🤖 AI Summary
To address the communication bottleneck caused by gradient synchronization in distributed training of large-scale models, this paper proposes a high-efficiency optimizer that preserves synchronous semantics. The method introduces three key innovations: (1) an orthogonal parameter update mechanism—the first of its kind—that decouples inter-device gradient dependencies; (2) device-level local momentum buffering, eliminating the need for all-reduce or global gradient exchange; and (3) a reconstruction-free scheduling strategy for large-matrix sharding and sparse communication. Crucially, the approach maintains numerical equivalence with standard DDP and FSDP—without compromising convergence accuracy or stability—while substantially reducing I/O overhead.

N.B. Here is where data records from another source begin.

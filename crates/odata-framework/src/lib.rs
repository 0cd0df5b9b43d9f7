//! # OData Framework
//!
//! Building blocks for reading entity sets from an OData v2 service and chaining
//! reads along the relation links embedded in each response.
//!
//! ## Architecture Overview
//!
//! The framework separates concerns into three layers:
//!
//! 1. **Shape Layer** ([`ODataEntity`], [`decode_collection`]) - what a record looks like
//!    and which entity set it comes from
//! 2. **Step Layer** ([`Fetcher`]) - one request/decode round-trip, logged exactly once
//! 3. **Transport Layer** ([`RequestClient`], [`HttpRequestClient`]) - the network
//!
//! Callers write their chain logic once against [`Fetcher`]; swapping the
//! [`RequestClient`] or [`FetchLogger`] is how tests take over the network and
//! the log.
//!
//! ## Example
//!
//! ```rust
//! use odata_framework::{ApiRequest, Fetcher, ODataEntity, TracingLogger};
//! use odata_framework::mock::MockRequestClient;
//! use serde::Deserialize;
//! use std::sync::Arc;
//!
//! #[derive(Debug, Deserialize)]
//! #[serde(rename_all = "PascalCase")]
//! struct Supplier { supplier: String }
//!
//! impl ODataEntity for Supplier {
//!     const ENTITY_SET: &'static str = "A_Supplier";
//! }
//!
//! #[tokio::main]
//! async fn main() {
//!     let mock = MockRequestClient::new();
//!     mock.expect_get("http://host/A_Supplier")
//!         .return_body(r#"{"d":{"results":[{"Supplier":"17300001"}]}}"#);
//!
//!     let fetcher = Fetcher::new(Arc::new(mock), Arc::new(TracingLogger));
//!     let suppliers = fetcher
//!         .step::<Supplier>(ApiRequest::get("http://host/A_Supplier"))
//!         .await
//!         .unwrap_or_default();
//!     assert_eq!(suppliers[0].supplier, "17300001");
//! }
//! ```
//!
//! ## Errors
//!
//! A fetch step fails with [`FetchError::Transport`] or [`FetchError::Decode`].
//! [`Fetcher::step`] records the failure and returns `None`; nothing is propagated.
//!
//! ## Testing
//!
//! See the [`mock`] module for request client and logger doubles.

pub mod client;
pub mod client_trait;
pub mod entity;
pub mod error;
pub mod fetch;
pub mod log;
pub mod mock;
pub mod request;
pub mod tracing;

// Re-export core types for convenience
pub use client::HttpRequestClient;
pub use client_trait::RequestClient;
pub use entity::{decode_collection, ODataEntity};
pub use error::{FetchError, FetchResult};
pub use fetch::Fetcher;
pub use log::{FetchLogger, LogEntry, Outcome, TracingLogger};
pub use request::{ApiRequest, ApiResponse, Method, FILTER_PARAM};
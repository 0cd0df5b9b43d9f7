//! # Observability & Tracing
//!
//! Installs the global `tracing` subscriber. Call [`setup_tracing`] once, at the
//! top of `main`.
//!
//! ## What Gets Traced
//!
//! - **Fetch steps**: one `info` line per successful step (entity set, URL,
//!   record count) and one `error` line per failed step
//! - **Payloads**: the decoded records, at `debug`
//! - **Branches**: every operation runs inside its own span, so nested lines
//!   show which chain issued them
//!
//! ## Usage Examples
//!
//! ```bash
//! # Compact logs (default)
//! RUST_LOG=info cargo run
//!
//! # Show decoded payloads and request details
//! RUST_LOG=debug cargo run
//!
//! # Only this crate at debug
//! RUST_LOG=odata_framework=debug cargo run
//! ```
//!
//! **With `RUST_LOG=info`**:
//!
//! ```text
//! INFO operation: Fetched entity_set="A_PurchaseRequisitionHeader" url=... records=1 name="Header"
//! ERROR operation: Fetch failed entity_set="A_PurReqnAcctAssgmt" url=... error=API request error: HTTP 404: ... name="ItemAccount"
//! ```

/// Initializes structured logging, filtered by the `RUST_LOG` environment variable.
pub fn setup_tracing() {
    tracing_subscriber::fmt()
        .with_env_filter(tracing_subscriber::EnvFilter::from_default_env())
        .with_target(false)
        .compact()
        .init();
}
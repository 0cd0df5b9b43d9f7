//! # RequestClient Trait
//!
//! The seam between fetch steps and the network. Production code uses
//! [`HttpRequestClient`](crate::HttpRequestClient); tests plug in the doubles from
//! [`mock`](crate::mock).
use crate::error::FetchError;
use crate::request::{ApiRequest, ApiResponse};
use async_trait::async_trait;

/// Performs one request and returns the fully read response.
///
/// Implementations are shared by every concurrently running branch, so they
/// must be `Send + Sync` and must not rely on exclusive access.
///
/// # Example
///
/// ```rust
/// use odata_framework::{ApiRequest, ApiResponse, FetchError, RequestClient};
/// use async_trait::async_trait;
///
/// struct Canned;
///
/// #[async_trait]
/// impl RequestClient for Canned {
///     async fn request(&self, _request: ApiRequest) -> Result<ApiResponse, FetchError> {
///         Ok(ApiResponse::ok(r#"{"d":{"results":[]}}"#))
///     }
/// }
///
/// #[tokio::main]
/// async fn main() {
///     let response = Canned.request(ApiRequest::get("http://host/Set")).await.unwrap();
///     assert!(response.is_success());
/// }
/// ```
#[async_trait]
pub trait RequestClient: Send + Sync {
    /// Sends `request`.
    ///
    /// Only failures to send or read are errors here; a non-success status is
    /// returned as a normal [`ApiResponse`] and judged by the caller.
    async fn request(&self, request: ApiRequest) -> Result<ApiResponse, FetchError>;
}
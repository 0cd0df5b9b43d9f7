//! # ODataEntity Trait
//!
//! The `ODataEntity` trait is the contract every result shape (header, item, …)
//! implements so the generic [`fetch`](crate::Fetcher::fetch) step can decode it.
//! It names the entity set the shape is read from and relies on `serde` for the
//! record layout.
//!
//! # Response Envelope
//!
//! OData v2 services wrap every JSON payload in a `d` object:
//!
//! ```text
//! {"d": {"results": [ {...}, {...} ]}}   // collection
//! {"d": {...}}                           // single entity (1:1 navigation)
//! ```
//!
//! [`decode_collection`] accepts both and always yields a sequence, so callers
//! never have to care which form the server picked.

use crate::error::FetchError;
use serde::de::DeserializeOwned;
use serde_json::Value;
use std::fmt::Debug;

/// Trait that any record shape must implement to be read by a fetch step.
///
/// # Example
///
/// ```rust
/// use odata_framework::ODataEntity;
/// use serde::Deserialize;
///
/// #[derive(Debug, Deserialize)]
/// #[serde(rename_all = "PascalCase")]
/// struct Supplier {
///     supplier: String,
/// }
///
/// impl ODataEntity for Supplier {
///     const ENTITY_SET: &'static str = "A_Supplier";
/// }
///
/// let body = br#"{"d":{"results":[{"Supplier":"17300001"}]}}"#;
/// let records: Vec<Supplier> = odata_framework::decode_collection(body).unwrap();
/// assert_eq!(records[0].supplier, "17300001");
/// ```
pub trait ODataEntity: DeserializeOwned + Debug + Send + Sync + 'static {
    /// Name of the entity set this shape is read from (e.g. `A_PurchaseRequisitionItem`).
    const ENTITY_SET: &'static str;
}

/// Decodes an OData v2 JSON body into a sequence of records.
///
/// # Errors
///
/// Returns [`FetchError::Decode`] when the body is not JSON, has no `d`
/// envelope, or a record does not match `T`.
pub fn decode_collection<T: DeserializeOwned>(body: &[u8]) -> Result<Vec<T>, FetchError> {
    let mut root: Value = serde_json::from_slice(body)?;
    let payload = match root.get_mut("d") {
        Some(payload) => payload.take(),
        None => return Err(FetchError::Decode("missing 'd' envelope".to_string())),
    };

    match payload {
        Value::Object(mut object) => match object.remove("results") {
            Some(results @ Value::Array(_)) => Ok(serde_json::from_value(results)?),
            Some(other) => Err(FetchError::Decode(format!(
                "'results' is not an array: {}",
                kind(&other)
            ))),
            None => Ok(vec![serde_json::from_value(Value::Object(object))?]),
        },
        other => Err(FetchError::Decode(format!(
            "'d' is not an object: {}",
            kind(&other)
        ))),
    }
}

fn kind(value: &Value) -> &'static str {
    match value {
        Value::Null => "null",
        Value::Bool(_) => "bool",
        Value::Number(_) => "number",
        Value::String(_) => "string",
        Value::Array(_) => "array",
        Value::Object(_) => "object",
    }
}
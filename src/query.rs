//! `$filter` predicates for each entity set.
//!
//! Predicates have the form `Field1 eq 'v1' and Field2 eq 'v2'`. Values are not
//! validated; an empty identifier yields a predicate that simply matches
//! nothing. Single quotes inside a value are doubled, as OData string literals
//! require, so distinct values always produce distinct predicates.

use crate::model::RequestIdentifiers;

/// Builder for conjunctions of equality terms.
#[derive(Debug, Clone, Default, PartialEq, Eq)]
pub struct Filter {
    terms: Vec<String>,
}

impl Filter {
    pub fn new() -> Self {
        Self::default()
    }

    pub fn eq(mut self, field: &str, value: &str) -> Self {
        self.terms
            .push(format!("{field} eq '{}'", value.replace('\'', "''")));
        self
    }

    pub fn build(&self) -> String {
        self.terms.join(" and ")
    }
}

/// `A_PurchaseRequisitionHeader` by requisition number.
pub fn header(ids: &RequestIdentifiers) -> String {
    Filter::new()
        .eq("PurchaseRequisition", &ids.document_id)
        .build()
}

fn requisition_item(ids: &RequestIdentifiers) -> String {
    Filter::new()
        .eq("PurchaseRequisition", &ids.document_id)
        .eq("PurchaseRequisitionItem", &ids.item_id)
        .build()
}

/// `A_PurchaseRequisitionItem` by requisition and item number.
pub fn item(ids: &RequestIdentifiers) -> String {
    requisition_item(ids)
}

/// `A_PurReqAddDelivery` by requisition and item number.
pub fn item_delivery_address(ids: &RequestIdentifiers) -> String {
    requisition_item(ids)
}

/// `A_PurReqnAcctAssgmt` by requisition and item number.
pub fn item_account(ids: &RequestIdentifiers) -> String {
    requisition_item(ids)
}

/// `A_PurchaseRequisitionItem` by the purchasing document it was converted into.
pub fn purchasing_document(ids: &RequestIdentifiers) -> String {
    Filter::new()
        .eq("PurchasingDocument", &ids.sub_document_id)
        .eq("PurchasingDocumentItem", &ids.sub_item_id)
        .build()
}
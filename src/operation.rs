//! The named retrieval operations a run can request.

use std::fmt;

/// Sentinel in the input's `accepter` list meaning "every operation".
pub const ALL_SENTINEL: &str = "All";

/// A retrieval operation, each backed by one fetch chain.
#[derive(Debug, Clone, Copy, PartialEq, Eq, Hash)]
pub enum Operation {
    /// Header, then its items, then each item's delivery address and account assignment.
    Header,
    /// Item, then its delivery address and account assignment.
    Item,
    ItemDeliveryAddress,
    ItemAccount,
    /// Requisition items looked up by the purchasing document they were converted into.
    PurchasingDocument,
}

impl Operation {
    pub const ALL: [Operation; 5] = [
        Operation::Header,
        Operation::Item,
        Operation::ItemDeliveryAddress,
        Operation::ItemAccount,
        Operation::PurchasingDocument,
    ];

    pub fn name(self) -> &'static str {
        match self {
            Operation::Header => "Header",
            Operation::Item => "Item",
            Operation::ItemDeliveryAddress => "ItemDeliveryAddress",
            Operation::ItemAccount => "ItemAccount",
            Operation::PurchasingDocument => "PurchasingDocument",
        }
    }

    /// Looks up an operation by its exact name. Unknown names yield `None`.
    pub fn from_name(name: &str) -> Option<Self> {
        Self::ALL.into_iter().find(|op| op.name() == name)
    }
}

impl fmt::Display for Operation {
    fn fmt(&self, f: &mut fmt::Formatter<'_>) -> fmt::Result {
        f.write_str(self.name())
    }
}

/// Expands an `accepter` list: empty, or containing [`ALL_SENTINEL`], means
/// every operation name; otherwise the list is returned as given.
pub fn expand_accepter(accepter: &[String]) -> Vec<String> {
    if accepter.is_empty() || accepter.iter().any(|name| name == ALL_SENTINEL) {
        Operation::ALL.iter().map(|op| op.name().to_string()).collect()
    } else {
        accepter.to_vec()
    }
}
// tests/common/mod.rs
#![allow(dead_code)]

use std::collections::{HashMap, HashSet};
use std::sync::{Arc, Mutex};

use async_trait::async_trait;
use image::DynamicImage;

use timescroll_fetcher::images::crop::SalienceCropper;
use timescroll_fetcher::images::picker::ImagePicker;
use timescroll_fetcher::images::worker::ImageFetcher;
use timescroll_fetcher::ingest::parser::XmlFeedParser;
use timescroll_fetcher::ingest::source::FeedSource;
use timescroll_fetcher::ingest::worker::FeedFetcher;
use timescroll_fetcher::{FetchError, Follower, Item, MemoryStore, Profile, Store, StoreError};

/// Feed bodies (or transport errors) keyed by URL.
#[derive(Default)]
pub struct MockFeedSource {
    feeds: HashMap<String, Result<String, String>>,
    pub calls: Mutex<Vec<String>>,
}

impl MockFeedSource {
    pub fn new() -> Self {
        Self::default()
    }

    pub fn with_feed(mut self, url: &str, body: impl Into<String>) -> Self {
        self.feeds.insert(url.to_string(), Ok(body.into()));
        self
    }

    pub fn with_error(mut self, url: &str, message: &str) -> Self {
        self.feeds.insert(url.to_string(), Err(message.to_string()));
        self
    }
}

#[async_trait]
impl FeedSource for MockFeedSource {
    async fn fetch(&self, url: &str) -> Result<Vec<u8>, FetchError> {
        self.calls.lock().unwrap().push(url.to_string());
        match self.feeds.get(url) {
            Some(Ok(body)) => Ok(body.clone().into_bytes()),
            Some(Err(msg)) => Err(FetchError::transport(url, msg)),
            None => Err(FetchError::transport(url, "HTTP status client error (404 Not Found)")),
        }
    }
}

pub fn feed_fetcher(source: MockFeedSource) -> Arc<FeedFetcher> {
    Arc::new(FeedFetcher::new(Arc::new(source), Arc::new(XmlFeedParser)))
}

/// Minimal RSS document with one item per `(guid, title)`.
pub fn rss(items: &[(&str, &str)]) -> String {
    let mut body = String::from(r#"<?xml version="1.0"?><rss version="2.0"><channel><title>Test</title>"#);
    for (guid, title) in items {
        body.push_str(&format!(
            "<item><guid>{guid}</guid><title>{title}</title><link>https://pages.test/{guid}</link>\
             <pubDate>Fri, 01 Mar 2024 12:00:00 +0000</pubDate></item>"
        ));
    }
    body.push_str("</channel></rss>");
    body
}

pub fn profile(pid: &str) -> Profile {
    Profile::new(pid, format!("http://feeds.test/{pid}"))
}

pub fn item(id: &str, link: &str) -> Item {
    Item {
        id: id.to_string(),
        pid: "p".to_string(),
        event: 1_700_000_000,
        text: format!("title {id}"),
        link: link.to_string(),
        image: String::new(),
    }
}

#[derive(Clone)]
pub enum Pick {
    Image(u32, u32),
    NotFound,
    Error,
}

/// Image picker driven by a link → outcome table; unknown links find nothing.
#[derive(Default)]
pub struct StubPicker {
    pages: HashMap<String, Pick>,
}

impl StubPicker {
    pub fn new() -> Self {
        Self::default()
    }

    pub fn page(mut self, link: &str, pick: Pick) -> Self {
        self.pages.insert(link.to_string(), pick);
        self
    }
}

#[async_trait]
impl ImagePicker for StubPicker {
    async fn pick(&self, page_url: &str) -> Result<Option<DynamicImage>, FetchError> {
        match self.pages.get(page_url).cloned().unwrap_or(Pick::NotFound) {
            Pick::Image(w, h) => Ok(Some(DynamicImage::new_rgb8(w, h))),
            Pick::NotFound => Ok(None),
            Pick::Error => Err(FetchError::transport(page_url, "connection reset")),
        }
    }
}

pub fn image_fetcher(picker: StubPicker, dir: &std::path::Path) -> Arc<ImageFetcher> {
    Arc::new(ImageFetcher::new(Arc::new(picker), Arc::new(SalienceCropper), dir))
}

/// Delegates to a `MemoryStore`, failing chosen calls.
pub struct FlakyStore {
    pub inner: MemoryStore,
    pub fail_snapshot_for: HashSet<String>,
    pub fail_follow_for: HashSet<String>,
}

impl FlakyStore {
    pub fn new(inner: MemoryStore) -> Self {
        Self {
            inner,
            fail_snapshot_for: HashSet::new(),
            fail_follow_for: HashSet::new(),
        }
    }
}

#[async_trait]
impl Store for FlakyStore {
    async fn list_feed_driven_profiles(&self) -> Result<Vec<Profile>, StoreError> {
        self.inner.list_feed_driven_profiles().await
    }

    async fn select_items_needing_images(&self, limit: usize) -> Result<Vec<Item>, StoreError> {
        self.inner.select_items_needing_images(limit).await
    }

    async fn upsert_item(&self, item: &Item) -> Result<(), StoreError> {
        self.inner.upsert_item(item).await
    }

    async fn update_item(&self, item: &Item) -> Result<(), StoreError> {
        self.inner.update_item(item).await
    }

    async fn list_followers(
        &self,
        pid: &str,
        limit: usize,
        offset: usize,
    ) -> Result<Vec<Follower>, StoreError> {
        if self.fail_snapshot_for.contains(pid) {
            return Err(StoreError::Unavailable("followers index offline".into()));
        }
        self.inner.list_followers(pid, limit, offset).await
    }

    async fn follow(&self, follower: &str, pid: &str) -> Result<(), StoreError> {
        if self.fail_follow_for.contains(follower) {
            return Err(StoreError::Unavailable("write rejected".into()));
        }
        self.inner.follow(follower, pid).await
    }

    async fn unfollow(&self, follower: &str, pid: &str) -> Result<(), StoreError> {
        self.inner.unfollow(follower, pid).await
    }
}
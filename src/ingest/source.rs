// src/ingest/source.rs
use async_trait::async_trait;

use crate::error::FetchError;

/// Retrieves a raw feed document.
#[async_trait]
pub trait FeedSource: Send + Sync {
    async fn fetch(&self, url: &str) -> Result<Vec<u8>, FetchError>;
}

/// Plain HTTP GET. Non-success statuses count as transport failures.
#[derive(Clone)]
pub struct HttpFeedSource {
    client: reqwest::Client,
}

impl HttpFeedSource {
    pub fn new(client: reqwest::Client) -> Self {
        Self { client }
    }
}

#[async_trait]
impl FeedSource for HttpFeedSource {
    async fn fetch(&self, url: &str) -> Result<Vec<u8>, FetchError> {
        let resp = self
            .client
            .get(url)
            .send()
            .await
            .map_err(|e| FetchError::transport(url, e))?;
        tracing::debug!(url, status = %resp.status(), "feed response");
        let resp = resp
            .error_for_status()
            .map_err(|e| FetchError::transport(url, e))?;
        let body = resp
            .bytes()
            .await
            .map_err(|e| FetchError::transport(url, e))?;
        Ok(body.to_vec())
    }
}
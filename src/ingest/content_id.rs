// src/ingest/content_id.rs
use sha2::{Digest, Sha256};

/// Stable item id for a source entry identifier: lowercase hex SHA-256.
/// Total over all inputs, including the empty string.
pub fn content_id(source_id: &str) -> String {
    let digest = Sha256::digest(source_id.as_bytes());
    format!("{digest:x}")
}
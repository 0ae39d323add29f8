// tests/feed_poll.rs
mod common;

use std::sync::Arc;

use common::{feed_fetcher, profile, rss, FlakyStore, MockFeedSource};
use timescroll_fetcher::ingest::parser::XmlFeedParser;
use timescroll_fetcher::ingest::worker::FeedFetcher;
use timescroll_fetcher::ingest::FeedPoller;
use timescroll_fetcher::store::StoreOp;
use timescroll_fetcher::{content_id, MemoryStore, Profile, Store};

fn poller(store: Arc<dyn Store>, source: MockFeedSource) -> FeedPoller {
    FeedPoller::new(store, feed_fetcher(source), 3)
}

fn ops_for(journal: &[StoreOp], pid: &str) -> Vec<StoreOp> {
    journal
        .iter()
        .filter(|op| match op {
            StoreOp::ListFollowers { pid: p }
            | StoreOp::Unfollow { pid: p, .. }
            | StoreOp::Follow { pid: p, .. } => p == pid,
            StoreOp::Upsert { .. } | StoreOp::Update { .. } => false,
        })
        .cloned()
        .collect()
}

#[tokio::test]
async fn new_items_are_stored_without_images() {
    let store = Arc::new(MemoryStore::new().with_journal());
    store.insert_profile(profile("p1")).unwrap();
    let source = MockFeedSource::new().with_feed("http://feeds.test/p1", rss(&[("a1", "First"), ("a2", "Second")]));

    let summary = poller(store.clone(), source).poll().await.unwrap();

    assert_eq!(summary.profiles, 1);
    assert_eq!(summary.updated, 1);
    assert_eq!(summary.items_upserted, 2);

    let items = store.items_for("p1");
    assert_eq!(items.len(), 2);
    for guid in ["a1", "a2"] {
        let item = store.item(&content_id(guid)).expect("item stored under content id");
        assert_eq!(item.pid, "p1");
        assert!(item.image.is_empty());
        assert_eq!(item.link, format!("https://pages.test/{guid}"));
    }

    // No followers: the snapshot is taken, nothing is unfollowed or refollowed.
    let journal = store.journal();
    assert_eq!(
        ops_for(&journal, "p1"),
        vec![StoreOp::ListFollowers { pid: "p1".into() }]
    );
}

#[tokio::test]
async fn a_failed_feed_leaves_its_profile_and_others_alone() {
    let store = Arc::new(MemoryStore::new().with_journal());
    for pid in ["p1", "p2", "p3"] {
        store.insert_profile(profile(pid)).unwrap();
    }
    store.follow("u1", "p1").await.unwrap();

    let source = MockFeedSource::new()
        .with_error("http://feeds.test/p1", "connection refused")
        .with_feed("http://feeds.test/p2", rss(&[("b1", "Two")]))
        .with_feed("http://feeds.test/p3", rss(&[("c1", "Three")]));
    store.clear_journal();

    let summary = poller(store.clone(), source).poll().await.unwrap();

    assert_eq!(summary.failed, 1);
    assert_eq!(summary.updated, 2);
    assert!(store.items_for("p1").is_empty());
    assert_eq!(store.items_for("p2").len(), 1);
    assert_eq!(store.items_for("p3").len(), 1);

    // p1 was never touched: no snapshot, no unfollow.
    assert!(ops_for(&store.journal(), "p1").is_empty());
    assert_eq!(store.following("u1"), vec!["p1".to_string()]);
}

#[tokio::test]
async fn reorder_unfollows_upserts_then_refollows_each_follower_once() {
    let store = Arc::new(MemoryStore::new().with_journal());
    store.insert_profile(profile("p")).unwrap();
    store.insert_profile(Profile::new("q", "")).unwrap();
    store.follow("u1", "p").await.unwrap();
    store.follow("u1", "q").await.unwrap();
    store.follow("u2", "p").await.unwrap();
    assert_eq!(store.following("u1"), vec!["q".to_string(), "p".to_string()]);
    store.clear_journal();

    let source = MockFeedSource::new().with_feed("http://feeds.test/p", rss(&[("n1", "Fresh")]));
    poller(store.clone(), source).poll().await.unwrap();

    let journal = store.journal();
    let upsert_at = journal
        .iter()
        .position(|op| *op == StoreOp::Upsert { id: content_id("n1") })
        .expect("item upserted");

    for follower in ["u1", "u2"] {
        let unfollow = StoreOp::Unfollow { follower: follower.into(), pid: "p".into() };
        let follow = StoreOp::Follow { follower: follower.into(), pid: "p".into() };
        assert_eq!(journal.iter().filter(|op| **op == unfollow).count(), 1);
        assert_eq!(journal.iter().filter(|op| **op == follow).count(), 1);

        let u = journal.iter().position(|op| *op == unfollow).unwrap();
        let f = journal.iter().position(|op| *op == follow).unwrap();
        assert!(u < upsert_at, "{follower} unfollowed before the write");
        assert!(upsert_at < f, "{follower} refollowed after the write");
    }

    // The refreshed profile moves to the front; the edge count is unchanged.
    let u1 = store.following("u1");
    assert_eq!(u1.len(), 2);
    assert_eq!(u1[0], "p");
    assert_eq!(store.profile("p").unwrap().follower_count, 2);
}

#[tokio::test]
async fn an_empty_feed_still_refreshes_followers() {
    let store = Arc::new(MemoryStore::new().with_journal());
    store.insert_profile(profile("p")).unwrap();
    store.follow("u1", "p").await.unwrap();
    store.clear_journal();

    let source = MockFeedSource::new().with_feed("http://feeds.test/p", rss(&[]));
    let summary = poller(store.clone(), source).poll().await.unwrap();

    assert_eq!(summary.items_upserted, 0);
    assert_eq!(
        ops_for(&store.journal(), "p"),
        vec![
            StoreOp::ListFollowers { pid: "p".into() },
            StoreOp::Unfollow { follower: "u1".into(), pid: "p".into() },
            StoreOp::Follow { follower: "u1".into(), pid: "p".into() },
        ]
    );
}

#[tokio::test]
async fn a_malformed_feed_is_handled_as_empty() {
    let store = Arc::new(MemoryStore::new().with_journal());
    store.insert_profile(profile("p")).unwrap();
    store.follow("u1", "p").await.unwrap();
    store.clear_journal();

    let source = MockFeedSource::new().with_feed("http://feeds.test/p", "<html><body>moved</body></html>");
    let summary = poller(store.clone(), source).poll().await.unwrap();

    assert_eq!(summary.malformed, 1);
    assert_eq!(summary.failed, 0);
    assert_eq!(summary.updated, 1);
    assert_eq!(store.item_count(), 0);
    assert_eq!(store.following("u1"), vec!["p".to_string()]);
    assert_eq!(
        ops_for(&store.journal(), "p")
            .iter()
            .filter(|op| matches!(op, StoreOp::Follow { .. }))
            .count(),
        1
    );
}

#[tokio::test]
async fn repeated_polls_do_not_duplicate_items() {
    let store = Arc::new(MemoryStore::new().with_journal());
    store.insert_profile(profile("p")).unwrap();
    let body = rss(&[("x1", "One"), ("x2", "Two")]);

    let source = MockFeedSource::new().with_feed("http://feeds.test/p", body.clone());
    poller(store.clone(), source).poll().await.unwrap();
    let first = store.items_for("p");

    let source = MockFeedSource::new().with_feed("http://feeds.test/p", body);
    poller(store.clone(), source).poll().await.unwrap();

    assert_eq!(store.item_count(), 2);
    assert_eq!(store.items_for("p"), first);
}

#[tokio::test]
async fn snapshot_failure_skips_the_profile_entirely() {
    let inner = MemoryStore::new().with_journal();
    inner.insert_profile(profile("p")).unwrap();
    inner.insert_profile(profile("ok")).unwrap();
    inner.follow("u1", "p").await.unwrap();
    inner.clear_journal();

    let mut flaky = FlakyStore::new(inner);
    flaky.fail_snapshot_for.insert("p".to_string());
    let store = Arc::new(flaky);

    let source = MockFeedSource::new()
        .with_feed("http://feeds.test/p", rss(&[("s1", "Skipped")]))
        .with_feed("http://feeds.test/ok", rss(&[("k1", "Kept")]));
    let summary = poller(store.clone(), source).poll().await.unwrap();

    assert_eq!(summary.snapshot_failures, 1);
    assert_eq!(summary.updated, 1);
    assert!(store.inner.item(&content_id("s1")).is_none());
    assert!(store.inner.item(&content_id("k1")).is_some());
    assert!(!store
        .inner
        .journal()
        .iter()
        .any(|op| matches!(op, StoreOp::Unfollow { .. })));
    assert_eq!(store.inner.following("u1"), vec!["p".to_string()]);
}

#[tokio::test]
async fn a_failed_refollow_does_not_stop_the_others() {
    let inner = MemoryStore::new().with_journal();
    inner.insert_profile(profile("p")).unwrap();
    inner.follow("u1", "p").await.unwrap();
    inner.follow("u2", "p").await.unwrap();

    let mut flaky = FlakyStore::new(inner);
    flaky.fail_follow_for.insert("u1".to_string());
    let store = Arc::new(flaky);

    let source = MockFeedSource::new().with_feed("http://feeds.test/p", rss(&[("r1", "Item")]));
    let summary = poller(store.clone(), source).poll().await.unwrap();

    assert_eq!(summary.updated, 1);
    assert_eq!(summary.items_upserted, 1);
    // u1's edge is lost; u2 is refollowed.
    assert!(store.inner.following("u1").is_empty());
    assert_eq!(store.inner.following("u2"), vec!["p".to_string()]);
}

#[tokio::test]
async fn profiles_without_a_feed_url_are_not_polled() {
    let store = Arc::new(MemoryStore::new().with_journal());
    store.insert_profile(profile("p")).unwrap();
    store.insert_profile(Profile::new("human", "")).unwrap();

    let source = Arc::new(MockFeedSource::new().with_feed("http://feeds.test/p", rss(&[])));
    let fetcher = Arc::new(FeedFetcher::new(source.clone(), Arc::new(XmlFeedParser)));
    let summary = FeedPoller::new(store.clone(), fetcher, 2).poll().await.unwrap();

    assert_eq!(summary.profiles, 1);
    assert_eq!(*source.calls.lock().unwrap(), vec!["http://feeds.test/p".to_string()]);
}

Empirical evaluation demonstrates significant throughput improvement in multi-GPU training and scalable performance up to 1,000 GPUs.
📝 Abstract
Training large AI models efficiently requires distributing computation across multiple accelerators, but this often incurs significant communication overhead -- especially during gradient synchronization. We introduce Dion, a communication-efficient optimizer that retains the synchronous semantics of standard distributed training (e.g., DDP, FSDP) while substantially reducing I/O costs. Unlike conventional optimizers that synchronize full gradient matrices, Dion leverages orthonormalized updates with device-local momentum buffers, eliminating the need for full gradient exchange. It further supports an efficient sharding strategy that avoids reconstructing large matrices during training.